The Visible Human Project, however, would make it easier for Karen to learn more. Dr. S. could have shown Karen a computer image of an actual human heart and have pointed to the exact areas that the surgeon would kill off. Karen would have picked up a better appreciation of the complexities of the proposed operation. At the same time, Dr. S. could also have juggled around computer images to show the increased risk of clotting that would result if she failed to have the operation. Karen would have emerged better informed and more confident—or less, whatever the facts justified. Someday she might even be able to dial up on the Internet an animated, perfectly detailed series of pictures of the operation.
That was what the Visible Human Project would mean. What’s more, patient education was just one of many uses; the right technology could revolutionize the training of doctors and advance medical research.
As far back as the 1980s, such ideas intrigued Michael Ackerman, a Ph.D. in biomedical engineering who worked for the National Library of Medicine, part of the National Institutes of Health. He heard of a project at the University of Washington that was digitizing the human brain, although not the entire body. Researchers at other schools hoped to do the same with other organs. But they were less keen on collecting images and other data than on using them[them], so why duplicate each other? Like the Internet itself, then, just one digitized corpse could help many researchers at once.

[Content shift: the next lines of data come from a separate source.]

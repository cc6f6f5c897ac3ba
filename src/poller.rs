//! Event-driven front-end.
//!
//! `Poller` is the alternative to callback-per-operation: sources are
//! attached with an [`Interest`] and a [`Token`], and each call to
//! [`Poller::wait`] fills an [`Events`] batch whose entries carry readiness
//! bitmasks (read, write, accept, connect). Use it when integrating the
//! engine into an existing event loop instead of handing it callbacks.

use std::fmt;
use std::io;
use std::num::NonZeroU8;
use std::time::Duration;

use crate::Token;

const READABLE: u8 = 0b0001;
const WRITABLE: u8 = 0b0010;
const ACCEPT: u8 = 0b0100;
const CONN: u8 = 0b1000;

/// Interest set used when attaching a source.
///
/// The size of `Option<Interest>` is identical to `Interest` itself.
#[derive(Copy, Clone, PartialEq, Eq, PartialOrd, Ord)]
#[repr(transparent)]
pub struct Interest(NonZeroU8);

impl Interest {
    /// Interest in plain readability.
    pub const READABLE: Interest = Interest(unsafe { NonZeroU8::new_unchecked(READABLE) });
    /// Interest in plain writability.
    pub const WRITABLE: Interest = Interest(unsafe { NonZeroU8::new_unchecked(WRITABLE) });
    /// Interest in incoming connections on a listener.
    pub const ACCEPT: Interest = Interest(unsafe { NonZeroU8::new_unchecked(ACCEPT) });
    /// Interest in the outcome of a pending connect.
    pub const CONN: Interest = Interest(unsafe { NonZeroU8::new_unchecked(CONN) });

    /// Adds together two interest sets; the `BitOr` impl as a const fn.
    pub const fn add(self, other: Interest) -> Interest {
        Interest(unsafe { NonZeroU8::new_unchecked(self.0.get() | other.0.get()) })
    }

    pub const fn is_readable(self) -> bool {
        self.0.get() & (READABLE | ACCEPT) != 0
    }

    pub const fn is_writable(self) -> bool {
        self.0.get() & (WRITABLE | CONN) != 0
    }

    pub const fn is_accept(self) -> bool {
        self.0.get() & ACCEPT != 0
    }

    pub const fn is_conn(self) -> bool {
        self.0.get() & CONN != 0
    }
}

impl std::ops::BitOr for Interest {
    type Output = Self;

    #[inline]
    fn bitor(self, other: Self) -> Self {
        self.add(other)
    }
}

impl fmt::Debug for Interest {
    fn fmt(&self, fmt: &mut fmt::Formatter<'_>) -> fmt::Result {
        let mut one = false;
        let mut put = |name: &str, fmt: &mut fmt::Formatter<'_>| -> fmt::Result {
            if one {
                write!(fmt, " | ")?;
            }
            one = true;
            write!(fmt, "{}", name)
        };
        if self.0.get() & READABLE != 0 {
            put("READABLE", fmt)?;
        }
        if self.0.get() & WRITABLE != 0 {
            put("WRITABLE", fmt)?;
        }
        if self.0.get() & ACCEPT != 0 {
            put("ACCEPT", fmt)?;
        }
        if self.0.get() & CONN != 0 {
            put("CONN", fmt)?;
        }
        debug_assert!(one, "printing empty interest");
        Ok(())
    }
}

/// One delivered event: a token and its readiness bitmask.
#[derive(Copy, Clone, Debug)]
pub struct Event {
    token: Token,
    flags: u8,
}

impl Event {
    /// The token supplied when the source was attached.
    pub fn token(&self) -> Token {
        self.token
    }

    pub fn is_readable(&self) -> bool {
        self.flags & READABLE != 0
    }

    pub fn is_writable(&self) -> bool {
        self.flags & WRITABLE != 0
    }

    /// A listener has at least one connection to accept.
    pub fn is_accept(&self) -> bool {
        self.flags & ACCEPT != 0
    }

    /// A pending connect finished; check the socket error to learn how.
    pub fn is_conn(&self) -> bool {
        self.flags & CONN != 0
    }
}

/// A reusable batch of events filled by [`Poller::wait`].
pub struct Events {
    inner: Vec<Event>,
}

impl Events {
    /// Creates a batch able to hold `capacity` events per wait.
    pub fn with_capacity(capacity: usize) -> Events {
        Events {
            inner: Vec::with_capacity(capacity.max(1)),
        }
    }

    pub fn is_empty(&self) -> bool {
        self.inner.is_empty()
    }

    pub fn len(&self) -> usize {
        self.inner.len()
    }

    pub fn iter(&self) -> std::slice::Iter<'_, Event> {
        self.inner.iter()
    }

    fn clear(&mut self) {
        self.inner.clear();
    }
}

impl<'a> IntoIterator for &'a Events {
    type Item = &'a Event;
    type IntoIter = std::slice::Iter<'a, Event>;

    fn into_iter(self) -> Self::IntoIter {
        self.inner.iter()
    }
}

impl fmt::Debug for Events {
    fn fmt(&self, fmt: &mut fmt::Formatter<'_>) -> fmt::Result {
        fmt.debug_list().entries(self.inner.iter()).finish()
    }
}

#[cfg(windows)]
impl Event {
    // Folds raw readiness into the interest-shaped bitmask.
    pub(crate) fn translate(
        token: Token,
        interest: Interest,
        readable: bool,
        writable: bool,
    ) -> Option<Event> {
        let mut flags = 0;
        if readable && interest.is_readable() {
            flags |= if interest.is_accept() { ACCEPT } else { READABLE };
        }
        if writable && interest.is_writable() {
            flags |= if interest.is_conn() { CONN } else { WRITABLE };
        }
        if flags == 0 {
            None
        } else {
            Some(Event { token, flags })
        }
    }
}

#[cfg(windows)]
impl Events {
    pub(crate) fn reset(&mut self) {
        self.inner.clear();
    }

    pub(crate) fn push(&mut self, event: Event) {
        if self.inner.len() < self.inner.capacity() {
            self.inner.push(event);
        }
    }
}

#[cfg(unix)]
pub use self::imp::Poller;

#[cfg(unix)]
mod imp {
    use super::*;
    use std::collections::HashMap;
    use std::os::fd::{AsRawFd, RawFd};

    use crate::sys::{Selector, SelectorEvents};

    /// Edge-triggered poller over the platform selector.
    ///
    /// Attached sources stay registered until detached; a delivered event
    /// does not disarm its source. Readiness is translated to the attached
    /// interest: a readable listener surfaces as `ACCEPT`, a writable
    /// connecting socket as `CONN`.
    pub struct Poller {
        selector: Selector,
        interests: HashMap<usize, Interest>,
        scratch: SelectorEvents,
    }

    impl Poller {
        pub fn new() -> io::Result<Poller> {
            Ok(Poller {
                selector: Selector::new(256)?,
                interests: HashMap::new(),
                scratch: SelectorEvents::new(),
            })
        }

        /// Attaches a source. One token per source; attaching a second
        /// source with the same token replaces the translation entry but
        /// not the registration, so don't.
        pub fn attach(
            &mut self,
            source: &impl AsRawFd,
            token: Token,
            interest: Interest,
        ) -> io::Result<()> {
            self.watch(source.as_raw_fd(), token, interest, false)
        }

        /// Changes the interest or token of an attached source.
        pub fn modify(
            &mut self,
            source: &impl AsRawFd,
            token: Token,
            interest: Interest,
        ) -> io::Result<()> {
            self.watch(source.as_raw_fd(), token, interest, true)
        }

        /// Detaches a source; its pending events are dropped on the next
        /// wait.
        pub fn detach(&mut self, source: &impl AsRawFd, token: Token) -> io::Result<()> {
            self.interests.remove(&token.0);
            self.selector.disarm(source.as_raw_fd())
        }

        /// Waits for the next batch of events, up to the batch capacity.
        pub fn wait(&mut self, events: &mut Events, timeout: Option<Duration>) -> io::Result<usize> {
            events.clear();
            self.scratch.clear();
            self.selector.select(&mut self.scratch, timeout)?;
            for ready in self.scratch.iter() {
                let interest = match self.interests.get(&ready.token) {
                    Some(interest) => *interest,
                    None => continue,
                };
                let mut flags = 0;
                if ready.readable && interest.is_readable() {
                    flags |= if interest.is_accept() { ACCEPT } else { READABLE };
                }
                if (ready.writable || ready.error) && interest.is_writable() {
                    flags |= if interest.is_conn() { CONN } else { WRITABLE };
                }
                if flags != 0 && events.inner.len() < events.inner.capacity() {
                    events.inner.push(Event {
                        token: Token(ready.token),
                        flags,
                    });
                }
            }
            Ok(events.len())
        }

        fn watch(
            &mut self,
            fd: RawFd,
            token: Token,
            interest: Interest,
            added: bool,
        ) -> io::Result<()> {
            self.selector.watch(
                fd,
                token.0,
                interest.is_readable(),
                interest.is_writable(),
                added,
            )?;
            self.interests.insert(token.0, interest);
            Ok(())
        }
    }
}

#[cfg(windows)]
pub use crate::sys::windows::poller::Poller;

#[cfg(test)]
mod tests {
    use super::*;

    #[test]
    fn interest_bit_algebra() {
        let both = Interest::READABLE | Interest::WRITABLE;
        assert!(both.is_readable());
        assert!(both.is_writable());
        assert!(!both.is_accept());
        assert!(Interest::ACCEPT.is_readable());
        assert!(Interest::CONN.is_writable());
        assert_eq!(
            std::mem::size_of::<Option<Interest>>(),
            std::mem::size_of::<Interest>()
        );
    }
}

In North Carolina a marketing executive with a drug company was dreaming of a human atlas on a computer screen. Why should medical students have to make do with fold-out drawings in anatomy guides? Michael Du Toit, Vice President of marketing for Glaxo Inc., passed the idea on to a small company called Butler Communications, which checked out the technology. Glaxo had three goals. First, it wanted to create the basic images. Second, it wanted viewers to be able to wander through the body; ideally they could move the body for the best view, spin it, travel through it. And third, it wanted researchers to be able to give the lungs cancer, clog the arteries to the heart, and demonstrate the effects of drugs. But computers weren’t ready. “The hype versus the deliverable,” Robert Butler told me, “was miles and miles apart.” To meet Glaxo’s specs—to show the body by way of artistic recreations and virtual reality—might cost as much as $100 million.
Imagine the excitement that Du Toit and Butler must have felt on learning that academic and government researchers were finally coming up with the means for this to happen at a fraction of the expense. The Feds put out a request for proposals for the dissection job, and the crew at the University of Colorado made the final cut. Still unanswered was the question of whose corpse would end up on the Internet. The contest judges allowed a bit more leeway than did the people choosing Miss America and Mr. Universe.

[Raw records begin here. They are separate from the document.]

//! Proactor-level operation tests: postings, completions, timeouts, and
//! cancellation against real sockets.

mod util;

use std::net::SocketAddr;
use std::sync::mpsc;
use std::time::{Duration, Instant};

use cio::{Aice, AiceValue, Op, OpCode, State};
use util::{expect_within, init_with_proactor};

fn listen_socket() -> (socket2::Socket, SocketAddr) {
    let sock = socket2::Socket::new(socket2::Domain::IPV4, socket2::Type::STREAM, None)
        .expect("listener socket");
    let addr: SocketAddr = "127.0.0.1:0".parse().unwrap();
    sock.bind(&addr.into()).expect("bind listener");
    sock.listen(16).expect("listen");
    let local = sock
        .local_addr()
        .expect("local addr")
        .as_socket()
        .expect("inet addr");
    (sock, local)
}

fn udp_socket() -> (socket2::Socket, SocketAddr) {
    let sock = socket2::Socket::new(socket2::Domain::IPV4, socket2::Type::DGRAM, None)
        .expect("udp socket");
    let addr: SocketAddr = "127.0.0.1:0".parse().unwrap();
    sock.bind(&addr.into()).expect("bind udp");
    let local = sock
        .local_addr()
        .expect("local addr")
        .as_socket()
        .expect("inet addr");
    (sock, local)
}

#[test]
fn tcp_accept_echo() {
    let proactor = init_with_proactor();
    let handle = proactor.handle();

    let (listener, addr) = listen_socket();
    let listener = handle.attach_socket(listener).expect("attach listener");

    // Accept completions surface the client as a live aico.
    let (acpt_tx, acpt_rx) = mpsc::channel();
    let posted = handle.post(
        listener,
        Op::Acpt,
        Some(Duration::from_secs(8)),
        Box::new(move |aice: &mut Aice| {
            let client = match &aice.value {
                AiceValue::Acpt { sock, .. } => *sock,
                _ => None,
            };
            acpt_tx.send((aice.state, client)).unwrap();
            false
        }),
    );
    assert!(posted);

    // A plain blocking peer drives the other side.
    let peer = std::thread::spawn(move || {
        let mut stream = std::net::TcpStream::connect(addr).expect("connect");
        use std::io::{Read, Write};
        stream.write_all(b"hello").expect("peer write");
        let mut buf = [0u8; 5];
        stream.read_exact(&mut buf).expect("peer read");
        buf
    });

    let (state, client) = expect_within(&acpt_rx, 10, "accept completion");
    assert_eq!(state, State::Ok);
    let client = client.expect("accepted aico");

    let (recv_tx, recv_rx) = mpsc::channel();
    handle.post(
        client,
        Op::Recv(vec![0u8; 16]),
        Some(Duration::from_secs(8)),
        Box::new(move |aice: &mut Aice| {
            let data = aice.data().map(<[u8]>::to_vec).unwrap_or_default();
            recv_tx.send((aice.state, data)).unwrap();
            false
        }),
    );
    let (state, data) = expect_within(&recv_rx, 10, "recv completion");
    assert_eq!(state, State::Ok);
    assert_eq!(data, b"hello");

    let (send_tx, send_rx) = mpsc::channel();
    handle.post(
        client,
        Op::Send(data),
        Some(Duration::from_secs(8)),
        Box::new(move |aice: &mut Aice| {
            send_tx.send((aice.state, aice.bytes())).unwrap();
            false
        }),
    );
    let (state, sent) = expect_within(&send_rx, 10, "send completion");
    assert_eq!(state, State::Ok);
    assert_eq!(sent, 5);

    assert_eq!(&peer.join().expect("peer thread"), b"hello");
    assert!(proactor.exit());
}

#[test]
fn udp_round_trip() {
    let proactor = init_with_proactor();
    let handle = proactor.handle();

    let (receiver, recv_addr) = udp_socket();
    let (sender, _) = udp_socket();
    let receiver = handle.attach_socket(receiver).expect("attach receiver");
    let sender = handle.attach_socket(sender).expect("attach sender");

    let (recv_tx, recv_rx) = mpsc::channel();
    handle.post(
        receiver,
        Op::Urecv(vec![0u8; 16]),
        Some(Duration::from_secs(8)),
        Box::new(move |aice: &mut Aice| {
            let data = aice.data().map(<[u8]>::to_vec).unwrap_or_default();
            recv_tx.send((aice.state, data, aice.peer())).unwrap();
            false
        }),
    );

    let (send_tx, send_rx) = mpsc::channel();
    handle.post(
        sender,
        Op::Usend(recv_addr.into(), b"ping".to_vec()),
        Some(Duration::from_secs(8)),
        Box::new(move |aice: &mut Aice| {
            send_tx.send((aice.state, aice.bytes())).unwrap();
            false
        }),
    );

    let (state, sent) = expect_within(&send_rx, 10, "usend completion");
    assert_eq!(state, State::Ok);
    assert_eq!(sent, 4);

    let (state, data, peer) = expect_within(&recv_rx, 10, "urecv completion");
    assert_eq!(state, State::Ok);
    assert_eq!(data, b"ping");
    let peer = peer.expect("datagram source");
    assert_eq!(peer.port() != 0, true);

    assert!(proactor.exit());
}

#[test]
fn runtask_fires_in_order() {
    let proactor = init_with_proactor();
    let handle = proactor.handle();
    let anchor = handle.attach_task().expect("task aico");

    let started = Instant::now();
    let (tx, rx) = mpsc::channel();
    let tx2 = tx.clone();
    handle.run_after(
        anchor,
        Duration::from_millis(50),
        Box::new(move |aice: &mut Aice| {
            tx2.send((1, aice.state)).unwrap();
            false
        }),
    );
    let anchor2 = handle.attach_task().expect("second task aico");
    handle.run_at(
        anchor2,
        Instant::now(),
        Box::new(move |aice: &mut Aice| {
            tx.send((2, aice.state)).unwrap();
            false
        }),
    );

    let (first, state) = expect_within(&rx, 5, "immediate task");
    assert_eq!(first, 2);
    assert_eq!(state, State::Ok);
    let (second, state) = expect_within(&rx, 5, "delayed task");
    assert_eq!(second, 1);
    assert_eq!(state, State::Ok);
    assert!(started.elapsed() < Duration::from_secs(4));

    assert!(proactor.exit());
}

#[test]
fn recv_times_out() {
    let proactor = init_with_proactor();
    let handle = proactor.handle();

    let (listener, addr) = listen_socket();
    let _listener = handle.attach_socket(listener).expect("attach listener");
    // Peer connects but never writes, so the recv must hit its timeout.
    let peer = std::net::TcpStream::connect(addr).expect("connect");

    let client = socket2::Socket::new(socket2::Domain::IPV4, socket2::Type::STREAM, None)
        .expect("client");
    client.connect(&addr.into()).ok();
    let client = handle.attach_socket(client).expect("attach client");

    let started = Instant::now();
    let (tx, rx) = mpsc::channel();
    handle.post(
        client,
        Op::Recv(vec![0u8; 8]),
        Some(Duration::from_secs(1)),
        Box::new(move |aice: &mut Aice| {
            tx.send(aice.state).unwrap();
            false
        }),
    );
    let state = expect_within(&rx, 10, "recv timeout");
    assert_eq!(state, State::Timeout);
    // The coarse wheel rounds to its one second tick, so allow half a tick
    // early and a few late.
    assert!(started.elapsed() >= Duration::from_millis(400));
    assert!(started.elapsed() < Duration::from_secs(5));

    drop(peer);
    assert!(proactor.exit());
}

#[test]
fn cancel_delivers_killed() {
    let proactor = init_with_proactor();
    let handle = proactor.handle();

    let (listener, addr) = listen_socket();
    let _listener = handle.attach_socket(listener).expect("attach listener");
    let _peer = std::net::TcpStream::connect(addr).expect("connect");

    let client = socket2::Socket::new(socket2::Domain::IPV4, socket2::Type::STREAM, None)
        .expect("client");
    client.connect(&addr.into()).ok();
    let client = handle.attach_socket(client).expect("attach client");

    let (tx, rx) = mpsc::channel();
    handle.post(
        client,
        Op::Recv(vec![0u8; 8]),
        Some(Duration::from_secs(30)),
        Box::new(move |aice: &mut Aice| {
            tx.send(aice.state).unwrap();
            false
        }),
    );
    // Give the worker a moment to park the recv, then cancel from here.
    std::thread::sleep(Duration::from_millis(100));
    handle.cancel(client);

    let state = expect_within(&rx, 5, "killed completion");
    assert_eq!(state, State::Killed);
    assert!(proactor.exit());
}

#[test]
fn shutdown_kills_pending_operations() {
    let proactor = init_with_proactor();
    let handle = proactor.handle();

    let (listener, addr) = listen_socket();
    let _listener = handle.attach_socket(listener).expect("attach listener");
    let _peer = std::net::TcpStream::connect(addr).expect("connect");

    let client = socket2::Socket::new(socket2::Domain::IPV4, socket2::Type::STREAM, None)
        .expect("client");
    client.connect(&addr.into()).ok();
    let client = handle.attach_socket(client).expect("attach client");

    let (tx, rx) = mpsc::channel();
    handle.post(
        client,
        Op::Recv(vec![0u8; 8]),
        None,
        Box::new(move |aice: &mut Aice| {
            tx.send(aice.state).unwrap();
            false
        }),
    );
    std::thread::sleep(Duration::from_millis(100));

    proactor.kill();
    let state = expect_within(&rx, 5, "drained completion");
    assert_eq!(state, State::Killed);
    assert!(proactor.exit());
}

#[test]
fn close_recycles_keep_alive_sockets() {
    let proactor = init_with_proactor();
    let handle = proactor.handle();

    // IPv6 so no concurrently running test takes this socket back out of
    // the process-wide pool.
    let sock = socket2::Socket::new(socket2::Domain::IPV6, socket2::Type::DGRAM, None)
        .expect("udp6 socket");
    let aico = handle.attach_socket(sock).expect("attach");
    handle.set_keep_alive(aico, true);

    let before = cio::env::pool_len();
    let (tx, rx) = mpsc::channel();
    handle.post(
        aico,
        Op::Clos,
        None,
        Box::new(move |aice: &mut Aice| {
            assert_eq!(aice.code, OpCode::Clos);
            tx.send(aice.state).unwrap();
            false
        }),
    );
    let state = expect_within(&rx, 5, "clos completion");
    assert_eq!(state, State::Ok);
    assert!(cio::env::pool_len() > before);

    cio::env::pool_clip(0);
    assert!(proactor.exit());
}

The ideal candidate for Visibility could be anywhere from maybe thirty to sixty years of age and be a bit thin or pudgy, albeit not exceedingly so. Height mustn’t go too far beyond the norms for male and female. Above all, the innards of the body had to be photogenic from an anatomical perspective. That weeded out anyone worn down by cancer or similar disease, not to mention any victims of automobile accidents or knifings.
A little unfairly, this contest had geographical limits. Texas, Maryland, and Colorado were the states with subcontracts to provide the body. I could understand Maryland and Colorado, but Texas? I wondered if the reason would be the fondness of the people down there for capital punishment. No longer did bodies have to roast in electric chairs. Texas helpfully killed its murderers with lethal injections. So, in this competition, Paul Jernigan was a strong contender from the beginning.

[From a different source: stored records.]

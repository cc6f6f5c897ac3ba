//! The proactor worker: one thread that consumes the posting queues, runs
//! platform primitives, fires timeouts, and delivers completions.
//!
//! Loop shape per iteration: take the kill list and at most one posting
//! (high-priority queue first) under the lock, service kills, dispatch the
//! posting, spak both wheels, then sleep on the selector no longer than the
//! nearest timer deadline. Synchronous primitive failures are delivered
//! through the same completion path as asynchronous ones, so callers observe
//! exactly one result per operation.

use std::sync::Arc;

use log::trace;

use crate::aico::{AiceValue, Aico, Op, OpCode};
use crate::endpoint::Endpoint;
use crate::state::State;

use super::Shared;

#[cfg(unix)]
pub(crate) fn run(shared: Arc<Shared>) {
    unix::run(shared)
}

#[cfg(windows)]
pub(crate) fn run(shared: Arc<Shared>) {
    crate::sys::windows::worker::run(shared)
}

/// A finalized platform result, fed to the completion path.
pub(crate) struct Done {
    pub state: State,
    pub real: usize,
    pub peer: Option<Endpoint>,
    pub accepted: Option<socket2::Socket>,
}

impl Done {
    pub fn state(state: State) -> Done {
        Done {
            state,
            real: 0,
            peer: None,
            accepted: None,
        }
    }

    pub fn bytes(state: State, real: usize) -> Done {
        Done {
            state,
            real,
            peer: None,
            accepted: None,
        }
    }
}

/// Applies the per-op-code completion contract to a platform state.
/// `forced` marks a state recorded by the engine itself (timeout task,
/// kill, drain) rather than observed from the platform.
pub(crate) fn adjust_state(code: OpCode, state: State, real: usize, forced: bool) -> State {
    use OpCode::*;
    match code {
        Recv | Urecv | Recvv | Urecvv | Read | Readv => match state {
            State::Ok if real > 0 => State::Ok,
            // A zero byte completion is a half shutdown (or file end).
            State::Ok => State::Closed,
            State::Reset | State::Eof => State::Closed,
            state => state,
        },
        Send | Usend | Sendv | Usendv | Sendf | Writ | Writv => match state {
            State::Reset | State::Eof => State::Closed,
            state => state,
        },
        Conn => match state {
            State::Ok | State::Timeout => state,
            // Only an engine-recorded kill is a cancellation; an
            // errno-level interrupt or abort during connect is a timeout.
            State::Killed if forced => State::Killed,
            State::Killed => State::Timeout,
            State::Refused => {
                trace!("conn refused, reported failed");
                State::Failed
            }
            _ => State::Failed,
        },
        Fsync => match state {
            State::Ok | State::Closed => state,
            State::Reset | State::Eof => State::Closed,
            State::Killed | State::Timeout => state,
            _ => State::Failed,
        },
        RunTask => match state {
            State::Ok | State::Killed => state,
            _ => State::Failed,
        },
        _ => state,
    }
}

Murder is an act of the will no matter how poor or Hitlerian our parents are, or what genes shape us and our brains. But if Fate sent anyone to the deathhouse gurney and to Visible Manhood, it was Paul Jernigan. He lived out an updated Dreiser novel.
His full legal name was Joseph Paul Jernigan, and he was born in Geneva, Illinois, on January 31, 1954, the youngest of Earl Jernigan’s six children. The boy suffered from asthma and almost died of it. He and his brothers and sisters typically owned just one pair of jeans each. Their mother eked it out in a chicken-processing plant, as a clerk at Montgomery Wards, and at other low-paying jobs, and they lived in public housing. She married a truck driver who, like Earl, was a strict disciplinarian toward the children. Later she suffered a stroke. Afflicted with a learning disorder, Paul flunked a grade at school and dropped out two years before graduating. He was a drunk and eventually was doing a pharmacy’s worth of drugs, from Quaaludes to horse tranquilizers.
The Army trained Paul Jernigan as a mechanic, sent him to Germany, then tossed him out as unsalvageable. Perhaps recognizing the cruel matrix that shaped Jernigan, it gave him a general discharge (a “no comment” in effect) rather than a dishonorable one. A shrink later found Jernigan to be a passive-aggressive man who was sometimes TNT-volatile. In the years after the military Jernigan kept a cooler of ice and beer in his automobile; a typical paycheck went for pot, cheeseburgers, and enough octane for himself and the car.